#### [Record extracts]
--------------------------------------------------
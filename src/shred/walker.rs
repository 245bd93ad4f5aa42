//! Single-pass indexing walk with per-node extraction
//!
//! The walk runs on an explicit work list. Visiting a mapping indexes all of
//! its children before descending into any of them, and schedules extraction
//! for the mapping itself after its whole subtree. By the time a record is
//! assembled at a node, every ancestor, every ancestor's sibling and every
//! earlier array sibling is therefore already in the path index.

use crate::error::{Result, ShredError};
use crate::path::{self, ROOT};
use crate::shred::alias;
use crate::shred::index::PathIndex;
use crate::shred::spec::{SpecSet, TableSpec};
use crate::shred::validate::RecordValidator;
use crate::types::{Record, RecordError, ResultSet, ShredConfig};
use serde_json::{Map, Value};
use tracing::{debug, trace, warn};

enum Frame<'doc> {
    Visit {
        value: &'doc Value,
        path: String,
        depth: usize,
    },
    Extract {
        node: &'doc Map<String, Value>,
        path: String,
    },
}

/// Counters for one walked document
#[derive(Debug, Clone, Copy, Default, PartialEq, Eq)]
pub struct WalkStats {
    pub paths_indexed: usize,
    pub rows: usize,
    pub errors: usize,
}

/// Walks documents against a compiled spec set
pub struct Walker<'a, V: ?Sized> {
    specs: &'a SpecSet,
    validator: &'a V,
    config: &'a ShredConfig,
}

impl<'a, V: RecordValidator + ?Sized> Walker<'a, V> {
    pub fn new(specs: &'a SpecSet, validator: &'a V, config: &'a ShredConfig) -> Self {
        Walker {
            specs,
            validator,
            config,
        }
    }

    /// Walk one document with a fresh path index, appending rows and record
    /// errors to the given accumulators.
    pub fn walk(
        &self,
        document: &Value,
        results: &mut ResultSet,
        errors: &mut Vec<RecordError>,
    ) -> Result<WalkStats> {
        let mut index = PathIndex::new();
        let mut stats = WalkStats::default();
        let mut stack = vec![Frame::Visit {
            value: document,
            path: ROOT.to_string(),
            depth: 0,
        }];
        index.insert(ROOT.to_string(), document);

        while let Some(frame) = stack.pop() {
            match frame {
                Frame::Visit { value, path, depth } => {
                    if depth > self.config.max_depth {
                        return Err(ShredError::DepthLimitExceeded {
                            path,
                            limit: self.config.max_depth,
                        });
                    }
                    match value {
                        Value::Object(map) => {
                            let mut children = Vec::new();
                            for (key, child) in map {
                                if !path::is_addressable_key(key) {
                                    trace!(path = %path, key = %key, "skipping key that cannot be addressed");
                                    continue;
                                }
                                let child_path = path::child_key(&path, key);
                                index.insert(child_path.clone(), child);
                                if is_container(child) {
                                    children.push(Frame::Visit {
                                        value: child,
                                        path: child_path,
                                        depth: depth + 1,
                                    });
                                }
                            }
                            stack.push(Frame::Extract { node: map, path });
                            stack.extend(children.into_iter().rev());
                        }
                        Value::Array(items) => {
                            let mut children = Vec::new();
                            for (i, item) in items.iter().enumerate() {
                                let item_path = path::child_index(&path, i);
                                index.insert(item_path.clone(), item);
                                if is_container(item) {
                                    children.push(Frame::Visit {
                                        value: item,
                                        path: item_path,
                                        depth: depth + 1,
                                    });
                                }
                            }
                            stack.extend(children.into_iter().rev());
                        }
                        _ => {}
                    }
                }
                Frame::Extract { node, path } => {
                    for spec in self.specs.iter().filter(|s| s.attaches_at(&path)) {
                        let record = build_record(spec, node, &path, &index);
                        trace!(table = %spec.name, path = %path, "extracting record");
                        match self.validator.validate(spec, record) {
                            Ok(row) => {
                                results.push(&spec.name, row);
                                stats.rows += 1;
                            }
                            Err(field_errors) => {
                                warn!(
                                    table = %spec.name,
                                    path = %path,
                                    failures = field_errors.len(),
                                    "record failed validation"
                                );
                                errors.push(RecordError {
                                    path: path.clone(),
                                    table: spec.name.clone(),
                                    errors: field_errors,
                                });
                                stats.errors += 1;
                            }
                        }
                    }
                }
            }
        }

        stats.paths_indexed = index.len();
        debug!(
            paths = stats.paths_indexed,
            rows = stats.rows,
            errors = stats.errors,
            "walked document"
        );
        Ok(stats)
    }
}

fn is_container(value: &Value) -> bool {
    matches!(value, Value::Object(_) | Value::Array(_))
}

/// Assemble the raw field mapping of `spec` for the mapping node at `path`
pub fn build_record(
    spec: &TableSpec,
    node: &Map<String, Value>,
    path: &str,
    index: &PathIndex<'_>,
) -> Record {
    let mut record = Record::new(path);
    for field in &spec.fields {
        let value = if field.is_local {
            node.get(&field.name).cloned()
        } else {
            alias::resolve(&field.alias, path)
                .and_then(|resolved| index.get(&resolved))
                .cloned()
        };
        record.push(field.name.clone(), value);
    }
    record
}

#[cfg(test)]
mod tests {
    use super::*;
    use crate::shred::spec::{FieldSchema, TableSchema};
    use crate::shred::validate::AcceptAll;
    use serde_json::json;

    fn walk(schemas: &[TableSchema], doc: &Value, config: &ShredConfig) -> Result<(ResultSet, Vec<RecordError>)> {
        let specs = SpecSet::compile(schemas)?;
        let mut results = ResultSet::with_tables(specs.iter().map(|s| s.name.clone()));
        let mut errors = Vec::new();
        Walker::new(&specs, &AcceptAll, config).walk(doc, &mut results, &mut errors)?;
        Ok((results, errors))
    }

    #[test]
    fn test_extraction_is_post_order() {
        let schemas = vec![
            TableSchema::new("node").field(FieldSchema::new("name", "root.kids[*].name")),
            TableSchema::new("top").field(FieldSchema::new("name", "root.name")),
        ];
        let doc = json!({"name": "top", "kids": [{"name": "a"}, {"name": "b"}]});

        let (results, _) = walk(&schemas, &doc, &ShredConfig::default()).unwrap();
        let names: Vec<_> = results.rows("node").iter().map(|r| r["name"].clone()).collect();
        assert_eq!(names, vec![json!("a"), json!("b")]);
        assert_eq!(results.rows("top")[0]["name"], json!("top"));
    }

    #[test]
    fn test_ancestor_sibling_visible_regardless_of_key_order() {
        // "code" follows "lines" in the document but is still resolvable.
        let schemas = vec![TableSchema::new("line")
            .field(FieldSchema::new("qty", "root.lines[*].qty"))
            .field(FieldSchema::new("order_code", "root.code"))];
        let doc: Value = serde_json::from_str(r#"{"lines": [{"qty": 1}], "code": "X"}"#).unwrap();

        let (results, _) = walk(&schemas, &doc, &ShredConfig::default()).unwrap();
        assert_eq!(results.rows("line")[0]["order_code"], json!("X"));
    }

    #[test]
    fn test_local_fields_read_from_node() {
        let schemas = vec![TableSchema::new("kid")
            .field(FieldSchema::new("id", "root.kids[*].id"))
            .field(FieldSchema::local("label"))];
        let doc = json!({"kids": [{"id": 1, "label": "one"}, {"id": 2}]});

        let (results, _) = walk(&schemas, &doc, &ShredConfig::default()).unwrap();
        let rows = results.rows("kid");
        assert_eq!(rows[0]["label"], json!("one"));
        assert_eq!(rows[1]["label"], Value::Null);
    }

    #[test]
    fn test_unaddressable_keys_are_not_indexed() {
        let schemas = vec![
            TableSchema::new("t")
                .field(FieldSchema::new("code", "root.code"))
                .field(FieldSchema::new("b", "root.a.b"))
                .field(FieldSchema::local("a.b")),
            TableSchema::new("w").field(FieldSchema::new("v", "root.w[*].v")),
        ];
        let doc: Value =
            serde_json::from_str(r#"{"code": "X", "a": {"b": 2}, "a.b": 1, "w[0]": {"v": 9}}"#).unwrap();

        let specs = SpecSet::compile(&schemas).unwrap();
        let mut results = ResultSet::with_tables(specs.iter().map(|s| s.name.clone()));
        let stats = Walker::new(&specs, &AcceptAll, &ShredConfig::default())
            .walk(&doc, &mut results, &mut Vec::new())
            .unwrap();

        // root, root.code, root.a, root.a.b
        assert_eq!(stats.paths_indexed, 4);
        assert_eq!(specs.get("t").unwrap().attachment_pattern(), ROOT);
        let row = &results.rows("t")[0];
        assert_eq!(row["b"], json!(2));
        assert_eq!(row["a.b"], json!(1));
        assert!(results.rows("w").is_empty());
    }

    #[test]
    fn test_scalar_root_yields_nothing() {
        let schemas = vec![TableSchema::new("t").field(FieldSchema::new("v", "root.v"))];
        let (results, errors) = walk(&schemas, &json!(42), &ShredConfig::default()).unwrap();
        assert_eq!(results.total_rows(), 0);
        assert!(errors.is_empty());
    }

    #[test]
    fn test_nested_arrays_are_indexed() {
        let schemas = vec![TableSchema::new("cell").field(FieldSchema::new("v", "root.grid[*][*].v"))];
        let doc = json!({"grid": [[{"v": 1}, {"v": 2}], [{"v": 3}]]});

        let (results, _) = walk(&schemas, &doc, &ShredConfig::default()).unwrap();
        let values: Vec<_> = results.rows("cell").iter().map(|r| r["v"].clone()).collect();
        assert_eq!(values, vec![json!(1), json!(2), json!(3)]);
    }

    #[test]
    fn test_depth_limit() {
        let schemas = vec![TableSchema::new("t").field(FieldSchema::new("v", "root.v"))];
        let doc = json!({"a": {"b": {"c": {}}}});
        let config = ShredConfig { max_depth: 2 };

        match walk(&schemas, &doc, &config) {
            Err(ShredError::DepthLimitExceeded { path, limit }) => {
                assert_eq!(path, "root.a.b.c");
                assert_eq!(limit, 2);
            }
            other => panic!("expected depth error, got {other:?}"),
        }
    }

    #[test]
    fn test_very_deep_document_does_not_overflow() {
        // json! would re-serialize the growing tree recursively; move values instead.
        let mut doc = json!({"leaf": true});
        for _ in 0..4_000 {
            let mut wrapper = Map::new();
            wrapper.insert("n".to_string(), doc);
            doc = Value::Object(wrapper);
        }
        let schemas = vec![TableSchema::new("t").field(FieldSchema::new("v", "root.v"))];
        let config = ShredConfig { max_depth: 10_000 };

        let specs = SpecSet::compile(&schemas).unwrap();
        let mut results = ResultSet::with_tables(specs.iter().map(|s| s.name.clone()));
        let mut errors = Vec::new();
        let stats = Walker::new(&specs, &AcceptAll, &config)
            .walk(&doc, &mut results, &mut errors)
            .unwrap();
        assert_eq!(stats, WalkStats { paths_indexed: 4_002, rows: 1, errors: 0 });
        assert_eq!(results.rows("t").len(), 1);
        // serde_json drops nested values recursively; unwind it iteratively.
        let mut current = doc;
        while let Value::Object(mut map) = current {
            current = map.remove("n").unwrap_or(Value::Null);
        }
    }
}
--------------------------------------------------
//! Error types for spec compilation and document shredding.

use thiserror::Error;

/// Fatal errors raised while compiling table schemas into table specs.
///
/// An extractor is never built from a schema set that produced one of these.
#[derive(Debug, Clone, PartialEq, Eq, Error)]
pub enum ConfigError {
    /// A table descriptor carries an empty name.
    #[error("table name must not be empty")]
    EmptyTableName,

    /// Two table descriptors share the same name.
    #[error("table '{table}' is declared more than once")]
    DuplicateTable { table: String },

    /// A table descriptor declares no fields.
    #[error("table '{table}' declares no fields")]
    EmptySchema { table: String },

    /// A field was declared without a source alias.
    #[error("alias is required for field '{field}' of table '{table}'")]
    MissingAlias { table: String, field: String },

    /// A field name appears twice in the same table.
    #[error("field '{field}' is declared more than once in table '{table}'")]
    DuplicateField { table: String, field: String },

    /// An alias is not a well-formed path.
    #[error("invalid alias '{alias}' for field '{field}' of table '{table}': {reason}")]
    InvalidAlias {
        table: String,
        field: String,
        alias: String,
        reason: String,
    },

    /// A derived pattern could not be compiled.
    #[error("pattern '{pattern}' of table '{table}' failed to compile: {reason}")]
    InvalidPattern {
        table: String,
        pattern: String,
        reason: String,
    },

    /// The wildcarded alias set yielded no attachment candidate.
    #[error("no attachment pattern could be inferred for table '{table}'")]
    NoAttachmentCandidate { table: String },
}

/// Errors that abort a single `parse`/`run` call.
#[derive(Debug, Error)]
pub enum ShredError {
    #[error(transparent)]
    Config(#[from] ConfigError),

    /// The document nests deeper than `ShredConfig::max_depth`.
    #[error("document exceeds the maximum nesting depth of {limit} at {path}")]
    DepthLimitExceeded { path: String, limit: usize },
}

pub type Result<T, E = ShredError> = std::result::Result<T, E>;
--------------------------------------------------
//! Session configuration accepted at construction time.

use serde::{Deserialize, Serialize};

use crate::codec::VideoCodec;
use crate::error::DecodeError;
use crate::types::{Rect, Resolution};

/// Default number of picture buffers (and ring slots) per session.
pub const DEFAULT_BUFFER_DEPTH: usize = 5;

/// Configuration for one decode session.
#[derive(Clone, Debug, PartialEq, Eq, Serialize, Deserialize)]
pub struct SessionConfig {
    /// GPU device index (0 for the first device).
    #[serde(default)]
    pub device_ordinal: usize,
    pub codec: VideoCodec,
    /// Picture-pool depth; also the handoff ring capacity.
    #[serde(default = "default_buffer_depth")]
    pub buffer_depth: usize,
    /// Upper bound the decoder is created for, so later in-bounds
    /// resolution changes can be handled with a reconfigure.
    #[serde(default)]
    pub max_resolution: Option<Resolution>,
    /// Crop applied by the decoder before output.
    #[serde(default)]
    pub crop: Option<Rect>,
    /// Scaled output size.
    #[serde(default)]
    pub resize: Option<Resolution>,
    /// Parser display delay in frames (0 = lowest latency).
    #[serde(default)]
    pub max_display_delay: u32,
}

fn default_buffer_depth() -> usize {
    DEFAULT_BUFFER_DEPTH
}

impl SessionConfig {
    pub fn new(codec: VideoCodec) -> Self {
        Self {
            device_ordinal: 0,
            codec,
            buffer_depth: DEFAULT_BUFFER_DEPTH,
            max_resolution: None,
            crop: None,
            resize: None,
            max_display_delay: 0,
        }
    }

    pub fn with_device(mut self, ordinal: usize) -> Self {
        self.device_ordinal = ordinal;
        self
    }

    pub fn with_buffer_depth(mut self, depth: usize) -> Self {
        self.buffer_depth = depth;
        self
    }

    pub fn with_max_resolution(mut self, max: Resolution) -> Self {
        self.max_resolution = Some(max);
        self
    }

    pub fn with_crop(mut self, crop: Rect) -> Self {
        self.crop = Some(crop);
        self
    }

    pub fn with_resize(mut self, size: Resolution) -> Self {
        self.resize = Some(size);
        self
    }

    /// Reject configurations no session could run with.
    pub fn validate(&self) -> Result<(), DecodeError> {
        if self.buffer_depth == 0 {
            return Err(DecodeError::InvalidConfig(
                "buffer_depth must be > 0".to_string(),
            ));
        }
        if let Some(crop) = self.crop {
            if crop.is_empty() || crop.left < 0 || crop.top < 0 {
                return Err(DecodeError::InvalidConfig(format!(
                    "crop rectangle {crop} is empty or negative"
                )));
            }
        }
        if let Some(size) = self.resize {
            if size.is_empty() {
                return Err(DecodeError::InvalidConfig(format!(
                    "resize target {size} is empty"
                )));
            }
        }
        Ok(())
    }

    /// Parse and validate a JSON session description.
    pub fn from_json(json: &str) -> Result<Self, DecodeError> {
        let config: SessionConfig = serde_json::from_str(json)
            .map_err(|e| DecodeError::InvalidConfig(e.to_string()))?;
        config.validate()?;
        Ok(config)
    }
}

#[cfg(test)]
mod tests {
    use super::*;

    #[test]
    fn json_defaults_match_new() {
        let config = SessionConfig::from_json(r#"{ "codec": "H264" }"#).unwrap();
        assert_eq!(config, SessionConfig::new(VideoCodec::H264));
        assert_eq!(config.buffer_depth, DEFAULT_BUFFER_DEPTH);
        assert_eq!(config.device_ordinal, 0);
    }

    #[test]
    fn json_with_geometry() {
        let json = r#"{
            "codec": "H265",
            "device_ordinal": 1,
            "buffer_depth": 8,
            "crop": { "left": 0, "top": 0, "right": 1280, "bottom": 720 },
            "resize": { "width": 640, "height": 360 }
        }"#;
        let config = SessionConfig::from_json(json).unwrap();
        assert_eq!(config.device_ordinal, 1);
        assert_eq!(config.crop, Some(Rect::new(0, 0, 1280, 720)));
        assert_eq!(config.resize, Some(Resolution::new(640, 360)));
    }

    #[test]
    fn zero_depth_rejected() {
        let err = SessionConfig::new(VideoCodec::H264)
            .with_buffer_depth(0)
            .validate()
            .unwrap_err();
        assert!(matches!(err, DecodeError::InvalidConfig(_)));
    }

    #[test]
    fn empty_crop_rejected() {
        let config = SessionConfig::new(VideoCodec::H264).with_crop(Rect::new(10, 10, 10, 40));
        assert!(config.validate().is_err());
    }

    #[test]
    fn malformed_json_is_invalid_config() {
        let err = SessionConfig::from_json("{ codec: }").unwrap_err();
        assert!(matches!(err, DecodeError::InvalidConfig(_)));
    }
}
--------------------------------------------------
#### [Assigned task]
The entries above hold a line with "filename src/shred/walker.rs" and a later line with "the path index.". Write out exactly those lines and all lines between, nothing more.

#### [Result of the exercise]
filename src/shred/walker.rs
repository 245bd93ad4f5aa42
//! Single-pass indexing walk with per-node extraction
//!
//! The walk runs on an explicit work list. Visiting a mapping indexes all of
//! its children before descending into any of them, and schedules extraction
//! for the mapping itself after its whole subtree. By the time a record is
//! assembled at a node, every ancestor, every ancestor's sibling and every
//! earlier array sibling is therefore already in the path index.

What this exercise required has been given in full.